[Dataset entries]
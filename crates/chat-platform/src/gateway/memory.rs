//! In-memory backend.
//! Behaves like the real server's history store but keeps everything in
//! this process. Not persistent across page reloads.

use std::cell::{Cell, RefCell};
use async_trait::async_trait;
use uuid::Uuid;

use chat_core::ports::{AskReply, ChatGateway};
use chat_types::{
    ChatError, Result,
    conversation::{ConversationId, ConversationSummary, NEW_CHAT_TITLE},
    message::{Message, Role},
};

const TITLE_MAX_CHARS: usize = 30;

/// Produces the answer to a question
pub type Responder = Box<dyn Fn(&str) -> String>;

struct StoredMessage {
    message: Message,
    timestamp: String,
}

struct StoredConversation {
    id: ConversationId,
    messages: Vec<StoredMessage>,
}

impl StoredConversation {
    fn summary(&self) -> ConversationSummary {
        let title = self
            .messages
            .iter()
            .find(|m| m.message.role == Role::User)
            .map(|m| title_from(&m.message.content))
            .unwrap_or_else(|| NEW_CHAT_TITLE.to_string());
        let timestamp = self
            .messages
            .last()
            .map(|m| m.timestamp.clone())
            .unwrap_or_default();
        ConversationSummary {
            id: self.id.clone(),
            title,
            timestamp,
        }
    }

    fn push(&mut self, message: Message) {
        self.messages.push(StoredMessage {
            message,
            timestamp: chrono::Utc::now().to_rfc3339(),
        });
    }
}

pub struct MemoryGateway {
    /// In creation order; listed newest first
    conversations: RefCell<Vec<StoredConversation>>,
    responder: Responder,
    offline: Cell<bool>,
}

impl MemoryGateway {
    pub fn new() -> Self {
        Self::with_responder(|question| {
            format!(
                "This is the offline demo backend. No documents are indexed, \
                 so I can't answer \"{}\" yet.",
                question.trim()
            )
        })
    }

    pub fn with_responder(responder: impl Fn(&str) -> String + 'static) -> Self {
        Self {
            conversations: RefCell::new(Vec::new()),
            responder: Box::new(responder),
            offline: Cell::new(false),
        }
    }

    /// Make every call fail with a transport error, as an unreachable server would.
    pub fn set_offline(&self, offline: bool) {
        self.offline.set(offline);
    }

    fn check_online(&self) -> Result<()> {
        if self.offline.get() {
            return Err(ChatError::Transport("memory backend is offline".to_string()));
        }
        Ok(())
    }

    fn allocate(&self) -> ConversationId {
        let id = ConversationId::new(Uuid::new_v4().to_string());
        self.conversations.borrow_mut().push(StoredConversation {
            id: id.clone(),
            messages: Vec::new(),
        });
        id
    }
}

impl Default for MemoryGateway {
    fn default() -> Self {
        Self::new()
    }
}

#[async_trait(?Send)]
impl ChatGateway for MemoryGateway {
    async fn list_conversations(&self) -> Result<Vec<ConversationSummary>> {
        self.check_online()?;
        Ok(self
            .conversations
            .borrow()
            .iter()
            .rev()
            .map(StoredConversation::summary)
            .collect())
    }

    async fn get_messages(&self, id: &ConversationId) -> Result<Vec<Message>> {
        self.check_online()?;
        Ok(self
            .conversations
            .borrow()
            .iter()
            .find(|c| &c.id == id)
            .map(|c| c.messages.iter().map(|m| m.message.clone()).collect())
            .unwrap_or_default())
    }

    async fn create_conversation(&self) -> Result<ConversationId> {
        self.check_online()?;
        Ok(self.allocate())
    }

    async fn ask(&self, text: &str, id: Option<&ConversationId>) -> Result<AskReply> {
        self.check_online()?;
        let id = match id {
            Some(id) => id.clone(),
            None => self.allocate(),
        };
        let reply = (self.responder)(text);

        let mut conversations = self.conversations.borrow_mut();
        let index = match conversations.iter().position(|c| c.id == id) {
            Some(index) => index,
            None => {
                conversations.push(StoredConversation {
                    id: id.clone(),
                    messages: Vec::new(),
                });
                conversations.len() - 1
            }
        };
        let conversation = &mut conversations[index];
        conversation.push(Message::user(text));
        conversation.push(Message::assistant(reply.clone()));

        Ok(AskReply { reply, id })
    }

    fn gateway_name(&self) -> &str {
        "memory"
    }
}

/// First user message, cut to 30 characters with an ellipsis when longer
fn title_from(content: &str) -> String {
    let content = content.trim();
    if content.chars().count() > TITLE_MAX_CHARS {
        let cut: String = content.chars().take(TITLE_MAX_CHARS).collect();
        format!("{}...", cut)
    } else {
        content.to_string()
    }
}
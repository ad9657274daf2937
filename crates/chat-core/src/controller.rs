//! Conversation controller — owns the active transcript.
//!
//! Sending a message:
//! 1. Append the user's message and mark the controller busy (before any I/O)
//! 2. Await the backend
//! 3. Append the reply, or a fixed error text if the call failed
//! 4. Adopt the backend's conversation id if this was the first exchange,
//!    and refresh the conversation list
//! 5. Clear the busy flag
//!
//! State sits behind `Rc<RefCell<..>>` and is never borrowed across an
//! `.await`, so the view can read snapshots while a request is pending.
//!
//! Switching conversations is refused while a send is in flight, so a reply
//! always lands in the transcript it was asked from. History loads and
//! conversation creation are tagged with a generation counter that moves on
//! whenever the transcript is replaced or a send is accepted; a result that
//! arrives after that is dropped.

use std::cell::RefCell;
use std::rc::Rc;
use chat_types::{
    conversation::ConversationId,
    event::ChatEvent,
    message::{Message, Role},
};
use crate::event_bus::EventBus;
use crate::ports::{AskReply, ChatGateway};
use crate::session_store::SessionStore;

/// Appended in place of a reply when the backend call fails
pub const SEND_FAILURE_TEXT: &str = "Error: Failed to get response from server.";

/// The active conversation as the view sees it
#[derive(Debug, Clone, Default, PartialEq, Eq)]
pub struct ConversationState {
    /// Absent until the first successful exchange of a fresh conversation
    pub active_id: Option<ConversationId>,
    pub messages: Vec<Message>,
    /// A send request is in flight
    pub busy: bool,
    /// A history load for `active_id` is in flight
    pub loading: bool,
}

#[derive(Debug, Clone, Copy, PartialEq, Eq)]
pub enum ControllerPhase {
    Idle,
    LoadingHistory,
    Sending,
}

impl ConversationState {
    pub fn phase(&self) -> ControllerPhase {
        if self.busy {
            ControllerPhase::Sending
        } else if self.loading {
            ControllerPhase::LoadingHistory
        } else {
            ControllerPhase::Idle
        }
    }
}

struct Inner {
    state: ConversationState,
    generation: u64,
}

impl Inner {
    /// Swap in a different conversation and invalidate pending loads.
    fn replace_transcript(&mut self, id: Option<ConversationId>, loading: bool) -> u64 {
        self.generation += 1;
        self.state.active_id = id;
        self.state.messages.clear();
        self.state.loading = loading;
        self.generation
    }
}

/// Shared controller handle — clone-cheap via Rc.
#[derive(Clone)]
pub struct ConversationController {
    inner: Rc<RefCell<Inner>>,
    gateway: Rc<dyn ChatGateway>,
    sessions: SessionStore,
    event_bus: EventBus,
}

impl ConversationController {
    pub fn new(gateway: Rc<dyn ChatGateway>, sessions: SessionStore, event_bus: EventBus) -> Self {
        Self {
            inner: Rc::new(RefCell::new(Inner {
                state: ConversationState::default(),
                generation: 0,
            })),
            gateway,
            sessions,
            event_bus,
        }
    }

    /// Copy of the current state, for one render
    pub fn snapshot(&self) -> ConversationState {
        self.inner.borrow().state.clone()
    }

    pub fn phase(&self) -> ControllerPhase {
        self.inner.borrow().state.phase()
    }

    pub fn is_busy(&self) -> bool {
        self.inner.borrow().state.busy
    }

    pub fn active_id(&self) -> Option<ConversationId> {
        self.inner.borrow().state.active_id.clone()
    }

    pub fn sessions(&self) -> &SessionStore {
        &self.sessions
    }

    /// Switch to an existing conversation and load its transcript.
    ///
    /// Returns false if refused because a send is in flight. A failed load
    /// leaves the transcript empty.
    pub async fn select_conversation(&self, id: ConversationId) -> bool {
        let generation = {
            let mut inner = self.inner.borrow_mut();
            if inner.state.busy {
                log::warn!("Ignoring switch to conversation {} while a message is in flight", id);
                return false;
            }
            inner.replace_transcript(Some(id.clone()), true)
        };
        self.event_bus.emit(ChatEvent::ConversationChanged {
            id: Some(id.clone()),
        });

        let result = self.gateway.get_messages(&id).await;

        let mut inner = self.inner.borrow_mut();
        if inner.generation != generation {
            log::debug!("Discarding stale history for conversation {}", id);
            return true;
        }
        inner.state.loading = false;
        match result {
            Ok(messages) => {
                let count = messages.len();
                inner.state.messages = messages;
                drop(inner);
                self.event_bus.emit(ChatEvent::HistoryLoaded { id, count });
            }
            Err(e) => {
                drop(inner);
                log::warn!("Failed to load messages for conversation {}: {}", id, e);
                self.event_bus.emit(ChatEvent::Error {
                    message: format!("Failed to load messages: {}", e),
                });
            }
        }
        true
    }

    /// Ask the backend for a fresh conversation and make it active.
    ///
    /// Returns true when the new conversation became active. On failure the
    /// current conversation is left as it was.
    pub async fn start_new_conversation(&self) -> bool {
        let generation = {
            let inner = self.inner.borrow();
            if inner.state.busy {
                log::warn!("Ignoring new conversation while a message is in flight");
                return false;
            }
            inner.generation
        };

        let id = match self.gateway.create_conversation().await {
            Ok(id) => id,
            Err(e) => {
                log::warn!("Failed to start new conversation: {}", e);
                self.event_bus.emit(ChatEvent::Error {
                    message: format!("Failed to start new chat: {}", e),
                });
                return false;
            }
        };

        let applied = {
            let mut inner = self.inner.borrow_mut();
            // The user moved on or sent a message while we waited
            if inner.generation != generation || inner.state.busy {
                false
            } else {
                inner.replace_transcript(Some(id.clone()), false);
                true
            }
        };

        if applied {
            log::info!("Started conversation {}", id);
            self.event_bus.emit(ChatEvent::ConversationChanged { id: Some(id) });
        } else {
            log::debug!("Conversation {} created but superseded before it could be opened", id);
        }

        self.sessions.refresh().await;
        applied
    }

    /// Send a message in the active conversation.
    ///
    /// Returns false without touching any state if the text is blank or
    /// the controller is not idle. Otherwise the transcript grows by
    /// exactly two messages: the user's text and the reply (or error text).
    pub async fn send_message(&self, text: &str) -> bool {
        if text.trim().is_empty() {
            return false;
        }

        let active_id = {
            let mut inner = self.inner.borrow_mut();
            let phase = inner.state.phase();
            if phase != ControllerPhase::Idle {
                log::debug!("Ignoring send while {:?}", phase);
                return false;
            }
            // A creation still pending must not replace this exchange
            inner.generation += 1;
            inner.state.busy = true;
            inner.state.messages.push(Message::user(text));
            inner.state.active_id.clone()
        };
        self.event_bus.emit(ChatEvent::BusyChanged { busy: true });
        self.event_bus.emit(ChatEvent::MessageAppended { role: Role::User });

        let result = self.gateway.ask(text, active_id.as_ref()).await;

        let adopted = {
            let mut inner = self.inner.borrow_mut();
            match result {
                Ok(AskReply { reply, id }) => {
                    let adopted = if active_id.is_none() {
                        inner.state.active_id = Some(id.clone());
                        Some(id)
                    } else {
                        None
                    };
                    inner.state.messages.push(Message::assistant(reply));
                    adopted
                }
                Err(e) => {
                    log::warn!("Failed to send message: {}", e);
                    inner.state.messages.push(Message::assistant(SEND_FAILURE_TEXT));
                    None
                }
            }
        };
        self.event_bus.emit(ChatEvent::MessageAppended { role: Role::Assistant });

        if let Some(id) = adopted {
            log::info!("Backend assigned conversation {}", id);
            self.event_bus.emit(ChatEvent::ConversationChanged { id: Some(id) });
            self.sessions.refresh().await;
        }

        self.inner.borrow_mut().state.busy = false;
        self.event_bus.emit(ChatEvent::BusyChanged { busy: false });
        true
    }
}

> _ASSIGNMENT_
Reproduce the lines of the records exactly, from the first one through the line that contains "let timestamp = self".

> _ANSWER SPACE_
filename crates/chat-platform/src/gateway/memory.rs
//! In-memory backend.
//! Behaves like the real server's history store but keeps everything in
//! this process. Not persistent across page reloads.

use std::cell::{Cell, RefCell};
use async_trait::async_trait;
use uuid::Uuid;

use chat_core::ports::{AskReply, ChatGateway};
use chat_types::{
    ChatError, Result,
    conversation::{ConversationId, ConversationSummary, NEW_CHAT_TITLE},
    message::{Message, Role},
};

const TITLE_MAX_CHARS: usize = 30;

/// Produces the answer to a question
pub type Responder = Box<dyn Fn(&str) -> String>;

struct StoredMessage {
    message: Message,
    timestamp: String,
}

struct StoredConversation {
    id: ConversationId,
    messages: Vec<StoredMessage>,
}

impl StoredConversation {
    fn summary(&self) -> ConversationSummary {
        let title = self
            .messages
            .iter()
            .find(|m| m.message.role == Role::User)
            .map(|m| title_from(&m.message.content))
            .unwrap_or_else(|| NEW_CHAT_TITLE.to_string());
        let timestamp = self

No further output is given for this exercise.